_TRY IT_
Among these entries, count the lines containing the word "LongTerm" and answer with only the number.

_DATASET RECORDS_

※ ※ ※

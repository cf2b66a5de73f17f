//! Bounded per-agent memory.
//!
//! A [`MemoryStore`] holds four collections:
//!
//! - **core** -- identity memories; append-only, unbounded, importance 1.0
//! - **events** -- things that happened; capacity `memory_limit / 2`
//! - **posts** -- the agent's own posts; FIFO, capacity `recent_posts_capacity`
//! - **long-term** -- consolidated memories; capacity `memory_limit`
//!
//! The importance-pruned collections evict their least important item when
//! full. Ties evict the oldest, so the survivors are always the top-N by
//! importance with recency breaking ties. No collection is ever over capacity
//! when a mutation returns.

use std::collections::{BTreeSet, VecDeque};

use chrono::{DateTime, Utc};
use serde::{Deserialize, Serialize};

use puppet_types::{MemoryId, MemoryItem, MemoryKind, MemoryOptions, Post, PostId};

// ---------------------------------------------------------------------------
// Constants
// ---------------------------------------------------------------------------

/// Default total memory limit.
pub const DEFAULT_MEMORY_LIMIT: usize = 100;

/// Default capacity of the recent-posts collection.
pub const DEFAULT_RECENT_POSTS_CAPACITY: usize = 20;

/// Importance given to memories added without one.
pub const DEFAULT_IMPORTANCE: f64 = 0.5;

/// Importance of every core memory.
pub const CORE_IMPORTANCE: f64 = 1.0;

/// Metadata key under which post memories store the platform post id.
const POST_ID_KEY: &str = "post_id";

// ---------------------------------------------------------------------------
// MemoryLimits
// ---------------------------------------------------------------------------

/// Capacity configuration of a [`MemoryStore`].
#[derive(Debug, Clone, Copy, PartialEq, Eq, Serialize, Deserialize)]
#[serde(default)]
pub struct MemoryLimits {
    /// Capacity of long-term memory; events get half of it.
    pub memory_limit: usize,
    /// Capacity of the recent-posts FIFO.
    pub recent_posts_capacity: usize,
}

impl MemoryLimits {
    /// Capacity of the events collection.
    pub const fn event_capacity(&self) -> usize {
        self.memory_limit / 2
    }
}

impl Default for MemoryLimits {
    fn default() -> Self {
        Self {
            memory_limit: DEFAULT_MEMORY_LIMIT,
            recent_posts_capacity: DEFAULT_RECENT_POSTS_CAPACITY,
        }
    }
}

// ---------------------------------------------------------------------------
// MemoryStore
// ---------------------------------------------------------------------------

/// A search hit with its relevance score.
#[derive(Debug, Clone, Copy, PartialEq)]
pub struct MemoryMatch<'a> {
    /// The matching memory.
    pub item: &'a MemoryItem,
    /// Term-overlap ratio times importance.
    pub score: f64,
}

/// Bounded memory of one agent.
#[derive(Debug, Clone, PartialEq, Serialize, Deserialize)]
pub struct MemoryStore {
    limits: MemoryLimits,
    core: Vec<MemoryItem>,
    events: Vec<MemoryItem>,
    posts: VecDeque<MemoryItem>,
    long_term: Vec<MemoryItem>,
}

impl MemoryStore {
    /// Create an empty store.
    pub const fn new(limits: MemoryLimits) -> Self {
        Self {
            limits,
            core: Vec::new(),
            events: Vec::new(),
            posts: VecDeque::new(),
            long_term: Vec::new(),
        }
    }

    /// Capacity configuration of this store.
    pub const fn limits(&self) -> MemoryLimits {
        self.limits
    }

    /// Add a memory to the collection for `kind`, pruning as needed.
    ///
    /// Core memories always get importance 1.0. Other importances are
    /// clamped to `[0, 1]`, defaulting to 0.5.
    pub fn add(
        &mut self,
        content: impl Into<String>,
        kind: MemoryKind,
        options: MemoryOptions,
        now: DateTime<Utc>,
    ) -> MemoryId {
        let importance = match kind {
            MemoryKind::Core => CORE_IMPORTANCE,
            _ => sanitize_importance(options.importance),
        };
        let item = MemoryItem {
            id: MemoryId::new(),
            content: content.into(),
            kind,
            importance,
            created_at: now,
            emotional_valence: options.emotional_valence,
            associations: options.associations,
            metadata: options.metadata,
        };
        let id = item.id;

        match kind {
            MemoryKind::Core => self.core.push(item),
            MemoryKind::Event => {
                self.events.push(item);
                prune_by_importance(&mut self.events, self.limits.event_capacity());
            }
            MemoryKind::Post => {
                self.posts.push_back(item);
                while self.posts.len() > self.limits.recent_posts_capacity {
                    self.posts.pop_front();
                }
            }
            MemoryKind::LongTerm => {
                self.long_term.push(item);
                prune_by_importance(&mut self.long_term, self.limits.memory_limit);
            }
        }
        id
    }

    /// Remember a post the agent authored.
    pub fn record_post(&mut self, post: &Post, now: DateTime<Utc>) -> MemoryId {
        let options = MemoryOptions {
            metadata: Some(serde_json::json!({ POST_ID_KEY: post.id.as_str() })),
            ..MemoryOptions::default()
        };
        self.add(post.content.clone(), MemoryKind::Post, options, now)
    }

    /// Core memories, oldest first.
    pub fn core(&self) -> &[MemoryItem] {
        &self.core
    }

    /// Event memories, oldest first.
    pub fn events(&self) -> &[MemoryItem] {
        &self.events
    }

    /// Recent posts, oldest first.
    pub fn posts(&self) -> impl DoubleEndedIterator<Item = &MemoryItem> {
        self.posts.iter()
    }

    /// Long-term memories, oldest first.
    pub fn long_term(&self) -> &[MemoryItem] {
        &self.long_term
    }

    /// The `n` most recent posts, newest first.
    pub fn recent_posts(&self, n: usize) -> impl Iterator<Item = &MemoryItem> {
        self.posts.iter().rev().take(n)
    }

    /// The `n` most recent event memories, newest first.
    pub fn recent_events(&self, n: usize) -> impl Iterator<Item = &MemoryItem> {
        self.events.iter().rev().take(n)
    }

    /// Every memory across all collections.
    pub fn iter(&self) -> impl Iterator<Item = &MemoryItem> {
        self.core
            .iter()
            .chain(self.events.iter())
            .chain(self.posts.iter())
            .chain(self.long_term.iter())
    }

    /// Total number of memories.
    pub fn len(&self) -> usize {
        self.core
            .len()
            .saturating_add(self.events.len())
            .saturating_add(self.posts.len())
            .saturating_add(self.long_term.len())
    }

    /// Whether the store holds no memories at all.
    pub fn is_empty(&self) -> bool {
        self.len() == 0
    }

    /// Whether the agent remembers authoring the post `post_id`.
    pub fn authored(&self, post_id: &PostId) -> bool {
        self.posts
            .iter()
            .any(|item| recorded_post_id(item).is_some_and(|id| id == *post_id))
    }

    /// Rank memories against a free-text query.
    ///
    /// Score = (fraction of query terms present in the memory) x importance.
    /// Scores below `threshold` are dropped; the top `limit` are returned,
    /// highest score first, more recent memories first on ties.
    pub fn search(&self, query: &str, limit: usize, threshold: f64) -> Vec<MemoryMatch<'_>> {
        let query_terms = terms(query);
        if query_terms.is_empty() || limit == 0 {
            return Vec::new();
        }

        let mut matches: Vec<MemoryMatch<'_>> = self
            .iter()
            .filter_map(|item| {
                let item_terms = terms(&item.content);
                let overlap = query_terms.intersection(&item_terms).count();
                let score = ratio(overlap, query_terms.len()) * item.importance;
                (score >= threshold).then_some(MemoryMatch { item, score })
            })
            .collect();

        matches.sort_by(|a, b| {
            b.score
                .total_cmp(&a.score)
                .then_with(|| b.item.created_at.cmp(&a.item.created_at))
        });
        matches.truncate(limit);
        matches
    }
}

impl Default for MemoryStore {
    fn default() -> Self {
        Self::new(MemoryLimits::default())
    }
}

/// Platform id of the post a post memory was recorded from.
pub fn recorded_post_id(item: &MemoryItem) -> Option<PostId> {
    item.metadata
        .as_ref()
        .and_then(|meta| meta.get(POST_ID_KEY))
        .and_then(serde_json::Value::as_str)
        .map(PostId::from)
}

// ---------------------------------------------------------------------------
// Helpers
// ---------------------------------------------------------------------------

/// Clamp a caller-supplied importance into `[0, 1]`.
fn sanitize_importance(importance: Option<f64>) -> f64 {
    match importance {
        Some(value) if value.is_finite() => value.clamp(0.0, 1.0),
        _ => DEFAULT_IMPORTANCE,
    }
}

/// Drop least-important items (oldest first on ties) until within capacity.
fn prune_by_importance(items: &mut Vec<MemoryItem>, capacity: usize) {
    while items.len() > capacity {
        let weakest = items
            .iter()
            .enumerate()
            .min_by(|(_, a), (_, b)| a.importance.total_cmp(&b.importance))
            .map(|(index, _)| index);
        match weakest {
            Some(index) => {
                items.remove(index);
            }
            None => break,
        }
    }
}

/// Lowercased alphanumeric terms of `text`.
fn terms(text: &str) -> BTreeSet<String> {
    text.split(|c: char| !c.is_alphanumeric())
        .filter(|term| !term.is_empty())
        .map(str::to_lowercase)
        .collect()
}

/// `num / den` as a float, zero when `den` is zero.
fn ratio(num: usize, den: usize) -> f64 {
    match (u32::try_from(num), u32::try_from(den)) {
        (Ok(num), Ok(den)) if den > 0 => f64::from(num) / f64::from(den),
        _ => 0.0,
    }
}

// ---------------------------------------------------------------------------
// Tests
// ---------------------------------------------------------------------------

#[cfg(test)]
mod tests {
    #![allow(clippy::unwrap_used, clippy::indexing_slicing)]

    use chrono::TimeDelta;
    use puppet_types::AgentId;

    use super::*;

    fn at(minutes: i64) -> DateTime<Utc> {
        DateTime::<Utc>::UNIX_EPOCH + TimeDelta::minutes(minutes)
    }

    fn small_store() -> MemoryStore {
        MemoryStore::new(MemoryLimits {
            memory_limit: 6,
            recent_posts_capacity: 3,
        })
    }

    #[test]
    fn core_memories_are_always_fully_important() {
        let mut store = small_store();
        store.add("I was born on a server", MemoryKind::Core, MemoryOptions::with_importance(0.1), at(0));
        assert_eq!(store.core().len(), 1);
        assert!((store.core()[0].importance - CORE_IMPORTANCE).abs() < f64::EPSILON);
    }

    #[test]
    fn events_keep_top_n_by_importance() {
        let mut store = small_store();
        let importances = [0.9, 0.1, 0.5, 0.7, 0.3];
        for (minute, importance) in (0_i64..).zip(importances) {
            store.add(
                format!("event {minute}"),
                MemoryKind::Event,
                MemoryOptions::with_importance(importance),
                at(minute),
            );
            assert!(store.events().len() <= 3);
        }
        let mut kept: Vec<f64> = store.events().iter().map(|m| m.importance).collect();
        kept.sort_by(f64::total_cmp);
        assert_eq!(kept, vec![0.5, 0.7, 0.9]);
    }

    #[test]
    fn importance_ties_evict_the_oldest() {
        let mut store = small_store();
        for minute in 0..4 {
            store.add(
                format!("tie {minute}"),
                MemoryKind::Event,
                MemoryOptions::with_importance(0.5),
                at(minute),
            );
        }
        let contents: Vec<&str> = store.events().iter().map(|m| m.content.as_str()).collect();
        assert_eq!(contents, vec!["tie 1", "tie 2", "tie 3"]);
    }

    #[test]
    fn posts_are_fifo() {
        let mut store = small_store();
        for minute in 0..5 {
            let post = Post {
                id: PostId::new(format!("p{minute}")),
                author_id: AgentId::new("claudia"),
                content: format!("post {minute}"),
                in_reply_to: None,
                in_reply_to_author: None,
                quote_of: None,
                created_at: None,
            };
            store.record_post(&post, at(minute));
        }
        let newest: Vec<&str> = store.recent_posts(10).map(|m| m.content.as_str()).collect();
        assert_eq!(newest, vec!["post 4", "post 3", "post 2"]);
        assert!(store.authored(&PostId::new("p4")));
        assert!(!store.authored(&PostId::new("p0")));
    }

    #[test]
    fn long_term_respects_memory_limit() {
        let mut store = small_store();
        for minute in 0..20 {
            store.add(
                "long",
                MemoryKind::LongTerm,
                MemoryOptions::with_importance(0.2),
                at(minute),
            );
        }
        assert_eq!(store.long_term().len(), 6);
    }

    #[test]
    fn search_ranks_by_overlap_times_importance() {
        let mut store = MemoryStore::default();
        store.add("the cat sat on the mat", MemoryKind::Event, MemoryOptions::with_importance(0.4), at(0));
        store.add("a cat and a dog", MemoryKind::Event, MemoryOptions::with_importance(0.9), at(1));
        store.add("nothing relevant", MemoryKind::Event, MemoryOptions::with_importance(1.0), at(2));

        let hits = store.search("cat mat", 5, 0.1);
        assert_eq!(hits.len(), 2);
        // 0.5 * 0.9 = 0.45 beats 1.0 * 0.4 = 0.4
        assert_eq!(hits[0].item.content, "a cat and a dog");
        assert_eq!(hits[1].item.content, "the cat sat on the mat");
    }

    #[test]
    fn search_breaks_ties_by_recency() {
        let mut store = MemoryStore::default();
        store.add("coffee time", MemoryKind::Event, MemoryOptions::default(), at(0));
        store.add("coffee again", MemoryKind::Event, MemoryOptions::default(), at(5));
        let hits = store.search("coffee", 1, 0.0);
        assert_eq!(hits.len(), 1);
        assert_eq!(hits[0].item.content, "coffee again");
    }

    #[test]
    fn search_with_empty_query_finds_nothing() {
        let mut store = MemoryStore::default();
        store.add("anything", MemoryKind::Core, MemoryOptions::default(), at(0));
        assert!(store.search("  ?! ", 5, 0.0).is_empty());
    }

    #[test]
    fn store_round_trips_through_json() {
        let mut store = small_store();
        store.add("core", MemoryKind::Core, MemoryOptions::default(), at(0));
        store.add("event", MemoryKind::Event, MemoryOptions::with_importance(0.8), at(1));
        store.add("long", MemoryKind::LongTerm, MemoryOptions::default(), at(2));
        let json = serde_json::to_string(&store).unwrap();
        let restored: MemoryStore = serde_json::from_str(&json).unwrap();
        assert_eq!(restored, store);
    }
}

※ ※ ※

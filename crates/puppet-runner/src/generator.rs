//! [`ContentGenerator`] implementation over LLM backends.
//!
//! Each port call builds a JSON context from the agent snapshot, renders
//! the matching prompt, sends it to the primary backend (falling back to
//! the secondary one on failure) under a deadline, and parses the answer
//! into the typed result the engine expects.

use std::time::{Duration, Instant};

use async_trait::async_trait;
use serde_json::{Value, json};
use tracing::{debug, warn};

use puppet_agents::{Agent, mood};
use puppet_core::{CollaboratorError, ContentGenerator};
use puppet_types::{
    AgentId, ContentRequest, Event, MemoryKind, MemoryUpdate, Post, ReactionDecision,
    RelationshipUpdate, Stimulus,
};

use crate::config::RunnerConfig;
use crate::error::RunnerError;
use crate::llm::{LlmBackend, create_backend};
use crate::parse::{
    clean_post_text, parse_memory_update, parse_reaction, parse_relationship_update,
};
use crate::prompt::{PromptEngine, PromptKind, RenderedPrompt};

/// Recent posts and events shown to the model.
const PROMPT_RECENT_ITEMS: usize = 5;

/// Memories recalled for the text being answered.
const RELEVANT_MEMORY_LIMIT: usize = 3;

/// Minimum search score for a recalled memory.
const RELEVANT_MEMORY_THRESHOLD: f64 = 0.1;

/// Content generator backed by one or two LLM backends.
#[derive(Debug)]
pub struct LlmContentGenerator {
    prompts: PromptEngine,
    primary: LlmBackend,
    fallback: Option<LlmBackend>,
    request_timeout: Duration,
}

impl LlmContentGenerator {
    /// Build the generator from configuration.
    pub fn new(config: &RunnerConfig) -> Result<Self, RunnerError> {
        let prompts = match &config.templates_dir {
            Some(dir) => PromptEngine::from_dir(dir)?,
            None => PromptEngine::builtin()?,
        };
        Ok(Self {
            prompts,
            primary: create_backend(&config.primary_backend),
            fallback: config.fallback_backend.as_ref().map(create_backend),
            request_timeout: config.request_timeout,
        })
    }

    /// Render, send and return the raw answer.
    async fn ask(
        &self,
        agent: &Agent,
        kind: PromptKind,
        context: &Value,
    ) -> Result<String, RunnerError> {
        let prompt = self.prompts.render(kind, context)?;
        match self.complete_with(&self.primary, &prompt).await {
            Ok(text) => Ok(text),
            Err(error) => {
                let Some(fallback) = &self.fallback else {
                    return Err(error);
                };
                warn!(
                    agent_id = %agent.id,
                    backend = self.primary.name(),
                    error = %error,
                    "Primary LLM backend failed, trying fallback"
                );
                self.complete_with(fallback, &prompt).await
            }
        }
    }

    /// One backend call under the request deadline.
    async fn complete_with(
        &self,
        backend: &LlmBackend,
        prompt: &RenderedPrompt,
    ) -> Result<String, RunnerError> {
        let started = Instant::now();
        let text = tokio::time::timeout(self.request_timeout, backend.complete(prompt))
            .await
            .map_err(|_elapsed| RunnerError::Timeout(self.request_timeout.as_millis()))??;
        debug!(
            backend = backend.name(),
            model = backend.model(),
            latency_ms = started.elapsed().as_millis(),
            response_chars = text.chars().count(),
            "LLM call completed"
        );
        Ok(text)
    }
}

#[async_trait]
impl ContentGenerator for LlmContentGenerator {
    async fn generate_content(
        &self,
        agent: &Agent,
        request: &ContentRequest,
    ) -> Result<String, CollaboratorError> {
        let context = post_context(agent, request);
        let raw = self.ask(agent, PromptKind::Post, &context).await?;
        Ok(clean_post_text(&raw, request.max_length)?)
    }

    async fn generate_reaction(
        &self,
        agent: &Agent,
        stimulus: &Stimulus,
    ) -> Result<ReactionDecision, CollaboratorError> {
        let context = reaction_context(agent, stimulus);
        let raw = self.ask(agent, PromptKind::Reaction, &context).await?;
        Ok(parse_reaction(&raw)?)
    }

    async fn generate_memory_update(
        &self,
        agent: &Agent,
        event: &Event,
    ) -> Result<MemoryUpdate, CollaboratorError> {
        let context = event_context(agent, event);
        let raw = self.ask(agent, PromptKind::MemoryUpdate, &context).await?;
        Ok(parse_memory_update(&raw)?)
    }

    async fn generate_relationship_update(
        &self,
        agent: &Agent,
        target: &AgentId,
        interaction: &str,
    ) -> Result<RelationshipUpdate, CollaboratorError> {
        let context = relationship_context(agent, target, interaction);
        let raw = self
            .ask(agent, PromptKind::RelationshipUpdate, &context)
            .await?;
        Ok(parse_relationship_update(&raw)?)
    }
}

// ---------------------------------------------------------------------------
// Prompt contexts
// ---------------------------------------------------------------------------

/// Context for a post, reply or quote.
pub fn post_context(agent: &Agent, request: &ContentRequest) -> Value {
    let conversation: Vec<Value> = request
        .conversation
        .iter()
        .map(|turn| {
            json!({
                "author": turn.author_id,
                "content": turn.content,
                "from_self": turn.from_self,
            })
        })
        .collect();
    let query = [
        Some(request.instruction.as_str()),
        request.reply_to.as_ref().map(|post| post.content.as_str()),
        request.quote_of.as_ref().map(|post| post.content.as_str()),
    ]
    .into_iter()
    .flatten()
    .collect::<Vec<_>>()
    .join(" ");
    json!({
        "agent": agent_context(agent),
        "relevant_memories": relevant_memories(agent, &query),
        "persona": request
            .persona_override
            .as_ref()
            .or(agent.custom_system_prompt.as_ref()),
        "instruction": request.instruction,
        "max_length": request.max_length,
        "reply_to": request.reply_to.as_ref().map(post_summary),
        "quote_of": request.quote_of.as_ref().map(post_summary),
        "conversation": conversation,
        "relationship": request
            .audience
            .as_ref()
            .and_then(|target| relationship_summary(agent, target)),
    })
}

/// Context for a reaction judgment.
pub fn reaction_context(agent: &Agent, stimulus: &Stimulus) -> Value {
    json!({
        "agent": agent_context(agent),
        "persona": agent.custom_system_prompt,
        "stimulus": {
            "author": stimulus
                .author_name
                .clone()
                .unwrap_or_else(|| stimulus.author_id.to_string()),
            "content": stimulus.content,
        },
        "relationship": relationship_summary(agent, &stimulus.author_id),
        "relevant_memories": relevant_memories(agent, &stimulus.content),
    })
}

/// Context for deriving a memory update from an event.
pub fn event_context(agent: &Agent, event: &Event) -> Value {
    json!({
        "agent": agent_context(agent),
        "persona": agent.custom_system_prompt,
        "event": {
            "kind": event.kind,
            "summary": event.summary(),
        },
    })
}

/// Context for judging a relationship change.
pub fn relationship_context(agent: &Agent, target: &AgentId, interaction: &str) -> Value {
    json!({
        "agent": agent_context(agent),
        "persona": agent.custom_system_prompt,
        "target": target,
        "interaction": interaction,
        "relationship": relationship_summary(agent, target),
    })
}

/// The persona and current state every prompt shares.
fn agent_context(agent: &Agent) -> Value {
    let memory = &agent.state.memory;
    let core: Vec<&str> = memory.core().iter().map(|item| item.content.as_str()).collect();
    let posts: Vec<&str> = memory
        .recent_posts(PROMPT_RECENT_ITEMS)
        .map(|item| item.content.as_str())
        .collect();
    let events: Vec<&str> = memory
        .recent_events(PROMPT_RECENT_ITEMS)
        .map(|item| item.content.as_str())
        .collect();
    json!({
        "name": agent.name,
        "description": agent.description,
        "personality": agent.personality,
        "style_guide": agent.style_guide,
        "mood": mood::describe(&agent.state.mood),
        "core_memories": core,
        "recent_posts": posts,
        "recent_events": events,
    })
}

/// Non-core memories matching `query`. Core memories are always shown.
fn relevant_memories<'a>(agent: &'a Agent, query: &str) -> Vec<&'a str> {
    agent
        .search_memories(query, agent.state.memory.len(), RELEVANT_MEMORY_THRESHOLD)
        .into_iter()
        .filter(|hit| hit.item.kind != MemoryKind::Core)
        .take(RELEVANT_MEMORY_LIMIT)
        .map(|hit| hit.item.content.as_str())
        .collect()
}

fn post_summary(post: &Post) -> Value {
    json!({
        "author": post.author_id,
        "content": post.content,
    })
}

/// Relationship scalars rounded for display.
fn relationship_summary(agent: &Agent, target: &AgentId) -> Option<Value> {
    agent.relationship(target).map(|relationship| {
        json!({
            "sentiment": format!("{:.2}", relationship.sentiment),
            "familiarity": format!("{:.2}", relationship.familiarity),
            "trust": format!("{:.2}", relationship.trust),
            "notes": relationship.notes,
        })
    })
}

※ ※ ※

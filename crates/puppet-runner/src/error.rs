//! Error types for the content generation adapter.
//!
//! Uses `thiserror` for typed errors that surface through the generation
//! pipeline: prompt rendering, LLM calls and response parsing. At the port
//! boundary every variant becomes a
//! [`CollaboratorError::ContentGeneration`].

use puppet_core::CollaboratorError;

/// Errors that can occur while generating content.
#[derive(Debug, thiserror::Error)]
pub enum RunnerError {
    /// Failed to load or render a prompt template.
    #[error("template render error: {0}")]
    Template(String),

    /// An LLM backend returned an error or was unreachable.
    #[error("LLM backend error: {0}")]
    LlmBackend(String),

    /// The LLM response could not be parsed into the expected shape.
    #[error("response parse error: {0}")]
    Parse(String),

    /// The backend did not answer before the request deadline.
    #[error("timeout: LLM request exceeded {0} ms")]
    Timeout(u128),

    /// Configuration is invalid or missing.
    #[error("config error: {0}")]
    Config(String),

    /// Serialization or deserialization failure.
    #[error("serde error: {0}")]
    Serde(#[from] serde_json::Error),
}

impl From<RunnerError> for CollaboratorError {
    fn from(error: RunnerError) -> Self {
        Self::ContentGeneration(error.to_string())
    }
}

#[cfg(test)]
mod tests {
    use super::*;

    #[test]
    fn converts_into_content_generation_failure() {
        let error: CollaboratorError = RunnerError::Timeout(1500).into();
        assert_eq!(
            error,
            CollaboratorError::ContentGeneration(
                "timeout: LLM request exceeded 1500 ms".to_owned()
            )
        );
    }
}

※ ※ ※

_RESPONSE TO THE TASK_
3